# AIM OF THE TASK:
Stop after the line with "let remaining_modifier = if"; until then, please copy every line of the records word for word from the first.

BEGIN PROVIDED RECORDS

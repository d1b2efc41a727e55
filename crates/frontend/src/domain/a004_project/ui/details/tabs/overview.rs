use crate::domain::a004_project::ui::progress::{status_badge, ProgressBar};
use crate::shared::format::{format_date, today};
use contracts::domain::a004_project::Project;
use leptos::prelude::*;
use std::sync::Arc;

fn stat(label: &'static str, value: String, modifier: &'static str) -> impl IntoView {
    view! {
        <div class=format!("overview__stat overview__stat--{modifier}")>
            <div class="overview__stat-label">{label}</div>
            <div class="overview__stat-value">{value}</div>
        </div>
    }
}

#[component]
pub fn OverviewTab(
    project: Arc<Project>,
    #[prop(into)]
    staff_count: Signal<usize>,
) -> impl IntoView {
    let schedule = project.schedule(today());
    let (remaining_label, remaining) = if schedule.overdue {
        ("Ngày quá hạn", schedule.days_overdue())
    } else {
        ("Ngày còn lại", schedule.days_remaining.max(0))
    };
    let remaining_modifier = if schedule.overdue { "error" } else { "success" };

    view! {
        <div class="overview">
            <section class="overview__card">
                <h3 class="overview__title">"Thông tin dự án"</h3>
                <dl class="overview__info">
                    <dt>"Trạng thái"</dt>
                    <dd>{status_badge(project.status)}</dd>
                    <dt>"Ngày bắt đầu"</dt>
                    <dd>{format_date(project.start_date)}</dd>
                    <dt>"Ngày kết thúc"</dt>
                    <dd>{format_date(project.end_date)}</dd>
                    <dt>"Mô tả"</dt>
                    <dd>{project.description.clone()}</dd>
                </dl>
            </section>

            <section class="overview__card">
                <h3 class="overview__title">"Tiến độ"</h3>
                <ProgressBar progress=project.progress status=project.status overdue=schedule.overdue />
                <div class="overview__stats">
                    {stat("Ngày đã thực hiện", schedule.days_worked.to_string(), "primary")}
                    {stat(remaining_label, remaining.to_string(), remaining_modifier)}
                    {stat("Tổng số ngày", schedule.total_days.to_string(), "neutral")}
                    <div class="overview__stat overview__stat--neutral">
                        <div class="overview__stat-label">"Nhân sự"</div>
                        <div class="overview__stat-value">{move || staff_count.get().to_string()}</div>
                    </div>
                </div>
            </section>
        </div>
    }
}
//! PageFrame: standard root wrapper for every dashboard page.
//!
//! Sets `id` (`"{entity}--{category}"`, e.g. `"a001_category--list"`) and
//! `data-page-category` on the root element.

use leptos::prelude::*;

/// Table of records with search and pagination
pub const PAGE_CAT_LIST: &str = "list";
/// One record with its tabs
pub const PAGE_CAT_DETAIL: &str = "detail";
pub const PAGE_CAT_DASHBOARD: &str = "dashboard";
/// Settings and profile
pub const PAGE_CAT_SYSTEM: &str = "system";

#[component]
pub fn PageFrame(
    /// HTML id in format `{entity}--{category}`
    page_id: &'static str,
    /// One of the PAGE_CAT_* constants
    category: &'static str,
    #[prop(optional)]
    class: &'static str,
    children: Children,
) -> impl IntoView {
    let base_class = match category {
        PAGE_CAT_DETAIL => "page page--detail",
        PAGE_CAT_DASHBOARD => "page page--dashboard",
        _ => "page",
    };

    let full_class = if class.is_empty() {
        base_class.to_string()
    } else {
        format!("{base_class} {class}")
    };

    view! {
        <div id=page_id class=full_class data-page-category=category>
            {children()}
        </div>
    }
}
use leptos::prelude::*;

/// Badge variant: "primary", "success", "warning", "error", "neutral" (default)
#[component]
pub fn Badge(
    #[prop(optional, into)]
    variant: MaybeProp<String>,
    children: Children,
) -> impl IntoView {
    let variant_class = move || match variant.get().as_deref().unwrap_or("neutral") {
        "primary" => "badge badge--primary",
        "success" => "badge badge--success",
        "warning" => "badge badge--warning",
        "error" => "badge badge--error",
        _ => "badge badge--neutral",
    };

    view! { <span class=variant_class>{children()}</span> }
}
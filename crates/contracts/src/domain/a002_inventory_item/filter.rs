//! Search box plus exact-match selects of the inventory list.

use super::{InventoryItem, StockStatus};
use crate::shared::search::{normalize_query, Searchable};
use std::collections::BTreeSet;
use std::sync::Arc;

/// Current filter state. `None` selects mean "all".
#[derive(Debug, Clone, PartialEq, Default)]
pub struct InventoryFilter {
    pub search: String,
    pub status: Option<StockStatus>,
    pub category: Option<String>,
    pub location: Option<String>,
}

impl InventoryFilter {
    pub fn is_active(&self) -> bool {
        !self.search.is_empty()
            || self.status.is_some()
            || self.category.is_some()
            || self.location.is_some()
    }

    fn matches(&self, needle: Option<&str>, item: &InventoryItem) -> bool {
        needle.map_or(true, |n| item.matches_filter(n))
            && self.status.map_or(true, |s| item.status == s)
            && self.category.as_deref().map_or(true, |c| item.category == c)
            && self.location.as_deref().map_or(true, |l| item.location == l)
    }

    /// Items passing every criterion, in collection order
    pub fn apply(&self, items: &[Arc<InventoryItem>]) -> Vec<Arc<InventoryItem>> {
        let needle = normalize_query(&self.search);
        items
            .iter()
            .filter(|item| self.matches(needle.as_deref(), item))
            .cloned()
            .collect()
    }
}

/// Distinct categories, sorted
pub fn category_options(items: &[Arc<InventoryItem>]) -> Vec<String> {
    distinct(items, |i| &i.category)
}

/// Distinct storage locations, sorted
pub fn location_options(items: &[Arc<InventoryItem>]) -> Vec<String> {
    distinct(items, |i| &i.location)
}

fn distinct<F>(items: &[Arc<InventoryItem>], key: F) -> Vec<String>
where
    F: Fn(&InventoryItem) -> &String,
{
    items
        .iter()
        .map(|i| key(i).clone())
        .collect::<BTreeSet<_>>()
        .into_iter()
        .collect()
}

#[cfg(test)]
mod tests {
    use super::*;
    use crate::domain::a002_inventory_item::seed;
    use crate::shared::collection::from_seed;

    fn skus(items: &[Arc<InventoryItem>]) -> Vec<&str> {
        items.iter().map(|i| i.sku.as_str()).collect()
    }

    #[test]
    fn test_empty_filter_keeps_all() {
        let items = from_seed(seed::inventory_items());
        let filter = InventoryFilter::default();
        assert!(!filter.is_active());
        assert_eq!(filter.apply(&items).len(), 5);
    }

    #[test]
    fn test_search_by_name_or_sku() {
        let items = from_seed(seed::inventory_items());
        let by_sku = InventoryFilter {
            search: "thep".into(),
            ..Default::default()
        };
        assert_eq!(skus(&by_sku.apply(&items)), vec!["THEP-D10"]);

        let by_name = InventoryFilter {
            search: "xi măng".into(),
            ..Default::default()
        };
        assert_eq!(skus(&by_name.apply(&items)), vec!["XM-001"]);
    }

    #[test]
    fn test_selects_are_and_combined() {
        let items = from_seed(seed::inventory_items());
        let filter = InventoryFilter {
            category: Some("Vật liệu xây".into()),
            status: Some(StockStatus::LowStock),
            ..Default::default()
        };
        assert_eq!(skus(&filter.apply(&items)), vec!["CAT-001"]);

        let none = InventoryFilter {
            location: Some("Kho A-01".into()),
            status: Some(StockStatus::OutOfStock),
            ..Default::default()
        };
        assert!(none.apply(&items).is_empty());
    }

    #[test]
    fn test_options_are_distinct() {
        let items = from_seed(seed::inventory_items());
        assert_eq!(
            category_options(&items),
            vec!["Gạch xây", "Sơn", "Thép xây dựng", "Vật liệu xây"]
        );
        assert_eq!(location_options(&items).len(), 5);
    }
}
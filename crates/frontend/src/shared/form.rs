//! Draft plus inline errors of one modal form.

use contracts::shared::metadata::FormErrors;
use leptos::prelude::*;

/// Reactive form: the draft being edited and the messages of the last
/// failed submit. Editing a field clears its message.
pub struct FormState<D: Send + Sync + 'static> {
    pub draft: RwSignal<D>,
    pub errors: RwSignal<FormErrors>,
}

impl<D: Send + Sync + 'static> Clone for FormState<D> {
    fn clone(&self) -> Self {
        *self
    }
}

impl<D: Send + Sync + 'static> Copy for FormState<D> {}

impl<D> FormState<D>
where
    D: Clone + Default + Send + Sync + 'static,
{
    pub fn new() -> Self {
        Self {
            draft: RwSignal::new(D::default()),
            errors: RwSignal::new(FormErrors::new()),
        }
    }

    /// Start over from `draft`, dropping old messages
    pub fn reset(&self, draft: D) {
        self.draft.set(draft);
        self.errors.set(FormErrors::new());
    }

    /// Value signal and input callback of one field
    pub fn bind<V>(
        &self,
        field: &'static str,
        get: impl Fn(&D) -> V + Send + Sync + 'static,
        set: impl Fn(&mut D, V) + Send + Sync + 'static,
    ) -> (Signal<V>, Callback<V>)
    where
        V: Clone + Send + Sync + 'static,
    {
        let draft = self.draft;
        let errors = self.errors;
        let value = Signal::derive(move || draft.with(|d| get(d)));
        let on_input = Callback::new(move |v: V| {
            draft.update(|d| set(d, v));
            if errors.with_untracked(|e| e.get(field).is_some()) {
                errors.update(|e| e.clear(field));
            }
        });
        (value, on_input)
    }

    pub fn error(&self, field: &'static str) -> Signal<Option<String>> {
        let errors = self.errors;
        Signal::derive(move || errors.with(|e| e.get(field).map(str::to_string)))
    }

    /// Validated copy of the draft, or `None` with the messages stored
    pub fn submit(&self, validate: impl Fn(&D) -> Result<(), FormErrors>) -> Option<D> {
        let draft = self.draft.get_untracked();
        match validate(&draft) {
            Ok(()) => {
                self.errors.set(FormErrors::new());
                Some(draft)
            }
            Err(errors) => {
                log::debug!("form rejected: {}", errors);
                self.errors.set(errors);
                None
            }
        }
    }
}

impl<D> Default for FormState<D>
where
    D: Clone + Default + Send + Sync + 'static,
{
    fn default() -> Self {
        Self::new()
    }
}

#[cfg(test)]
mod tests {
    use super::*;
    use contracts::domain::a003_warehouse::WarehouseDto;

    #[test]
    fn test_submit_stores_errors_and_edit_clears_them() {
        let owner = Owner::new();
        owner.with(|| {
            let form = FormState::<WarehouseDto>::new();
            assert!(form.submit(WarehouseDto::validate).is_none());
            assert!(form.error("phone").get_untracked().is_some());

            let (_, set_phone) = form.bind("phone", |d| d.phone.clone(), |d, v| d.phone = v);
            set_phone.run("0281234567".to_string());
            assert!(form.error("phone").get_untracked().is_none());
            assert!(form.error("name").get_untracked().is_some());

            form.reset(WarehouseDto {
                sku: "WH-9".into(),
                name: "Kho Thủ Đức".into(),
                address: "12 Võ Văn Ngân".into(),
                phone: "0281234567".into(),
            });
            let draft = form.submit(WarehouseDto::validate);
            assert_eq!(draft.map(|d| d.name), Some("Kho Thủ Đức".to_string()));
            assert!(form.errors.get_untracked().is_empty());
        });
    }
}
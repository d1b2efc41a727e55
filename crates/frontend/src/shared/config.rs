use anyhow::bail;
use leptos::prelude::*;
use serde::Deserialize;

#[derive(Debug, Deserialize, Clone, PartialEq)]
pub struct UiConfig {
    pub table: TableConfig,
    pub search: SearchConfig,
    pub notifications: NotificationConfig,
    pub theme: ThemeConfig,
}

#[derive(Debug, Deserialize, Clone, PartialEq)]
pub struct TableConfig {
    pub default_page_size: usize,
    pub page_size_options: Vec<usize>,
}

#[derive(Debug, Deserialize, Clone, PartialEq)]
pub struct SearchConfig {
    pub debounce_ms: u32,
}

#[derive(Debug, Deserialize, Clone, PartialEq)]
pub struct NotificationConfig {
    pub display_ms: u32,
}

#[derive(Debug, Deserialize, Clone, PartialEq)]
pub struct ThemeConfig {
    pub storage_key: String,
    pub default: String,
}

/// Default configuration embedded in the bundle
const DEFAULT_CONFIG: &str = r#"
[table]
default_page_size = 10
page_size_options = [10, 20, 50, 100]

[search]
debounce_ms = 300

[notifications]
display_ms = 3000

[theme]
storage_key = "theme"
default = "light"
"#;

/// Id of the optional `<script type="text/toml">` override in index.html
const OVERRIDE_ELEMENT_ID: &str = "ui-config";

impl Default for UiConfig {
    fn default() -> Self {
        Self {
            table: TableConfig {
                default_page_size: 10,
                page_size_options: vec![10, 20, 50, 100],
            },
            search: SearchConfig { debounce_ms: 300 },
            notifications: NotificationConfig { display_ms: 3000 },
            theme: ThemeConfig {
                storage_key: "theme".to_string(),
                default: "light".to_string(),
            },
        }
    }
}

pub fn parse_config(contents: &str) -> anyhow::Result<UiConfig> {
    let config: UiConfig = toml::from_str(contents)?;
    if config.table.page_size_options.is_empty() {
        bail!("table.page_size_options must not be empty");
    }
    if !config
        .table
        .page_size_options
        .contains(&config.table.default_page_size)
    {
        bail!(
            "table.default_page_size {} is not one of {:?}",
            config.table.default_page_size,
            config.table.page_size_options
        );
    }
    Ok(config)
}

fn override_source() -> Option<String> {
    web_sys::window()?
        .document()?
        .get_element_by_id(OVERRIDE_ELEMENT_ID)?
        .text_content()
        .filter(|s| !s.trim().is_empty())
}

/// Load the UI configuration
///
/// Search order:
/// 1. `#ui-config` element of the host page
/// 2. Falls back to embedded default config
pub fn load_config() -> anyhow::Result<UiConfig> {
    if let Some(contents) = override_source() {
        log::info!("Loading config from #{}", OVERRIDE_ELEMENT_ID);
        match parse_config(&contents) {
            Ok(config) => return Ok(config),
            Err(e) => log::warn!("Ignoring invalid #{}: {}", OVERRIDE_ELEMENT_ID, e),
        }
    }

    log::info!("Using default embedded configuration");
    parse_config(DEFAULT_CONFIG)
}

pub fn provide_config() -> UiConfig {
    let config = load_config().unwrap_or_else(|e| {
        log::warn!("Config could not be loaded, using defaults: {}", e);
        UiConfig::default()
    });
    provide_context(config.clone());
    config
}

pub fn use_config() -> UiConfig {
    use_context::<UiConfig>().unwrap_or_default()
}

#[cfg(test)]
mod tests {
    use super::*;

    #[test]
    fn test_default_config_loads() {
        let config = parse_config(DEFAULT_CONFIG);
        assert!(config.is_ok());
        let config = config.unwrap();
        assert_eq!(config, UiConfig::default());
        assert_eq!(config.theme.storage_key, "theme");
    }

    #[test]
    fn test_rejects_unknown_page_size() {
        let broken = DEFAULT_CONFIG.replace("default_page_size = 10", "default_page_size = 15");
        assert!(parse_config(&broken).is_err());
        assert!(parse_config("[table]").is_err());
    }
}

END PROVIDED RECORDS

# OUTPUT FOR THIS EXERCISE:
repository d1b2efc41a727e55
filename crates/frontend/src/domain/a004_project/ui/details/tabs/overview.rs
use crate::domain::a004_project::ui::progress::{status_badge, ProgressBar};
use crate::shared::format::{format_date, today};
use contracts::domain::a004_project::Project;
use leptos::prelude::*;
use std::sync::Arc;

fn stat(label: &'static str, value: String, modifier: &'static str) -> impl IntoView {
    view! {
        <div class=format!("overview__stat overview__stat--{modifier}")>
            <div class="overview__stat-label">{label}</div>
            <div class="overview__stat-value">{value}</div>
        </div>
    }
}

#[component]
pub fn OverviewTab(
    project: Arc<Project>,
    #[prop(into)]
    staff_count: Signal<usize>,
) -> impl IntoView {
    let schedule = project.schedule(today());
    let (remaining_label, remaining) = if schedule.overdue {
        ("Ngày quá hạn", schedule.days_overdue())
    } else {
        ("Ngày còn lại", schedule.days_remaining.max(0))
    };
    let remaining_modifier = if schedule.overdue { "error" } else { "success" };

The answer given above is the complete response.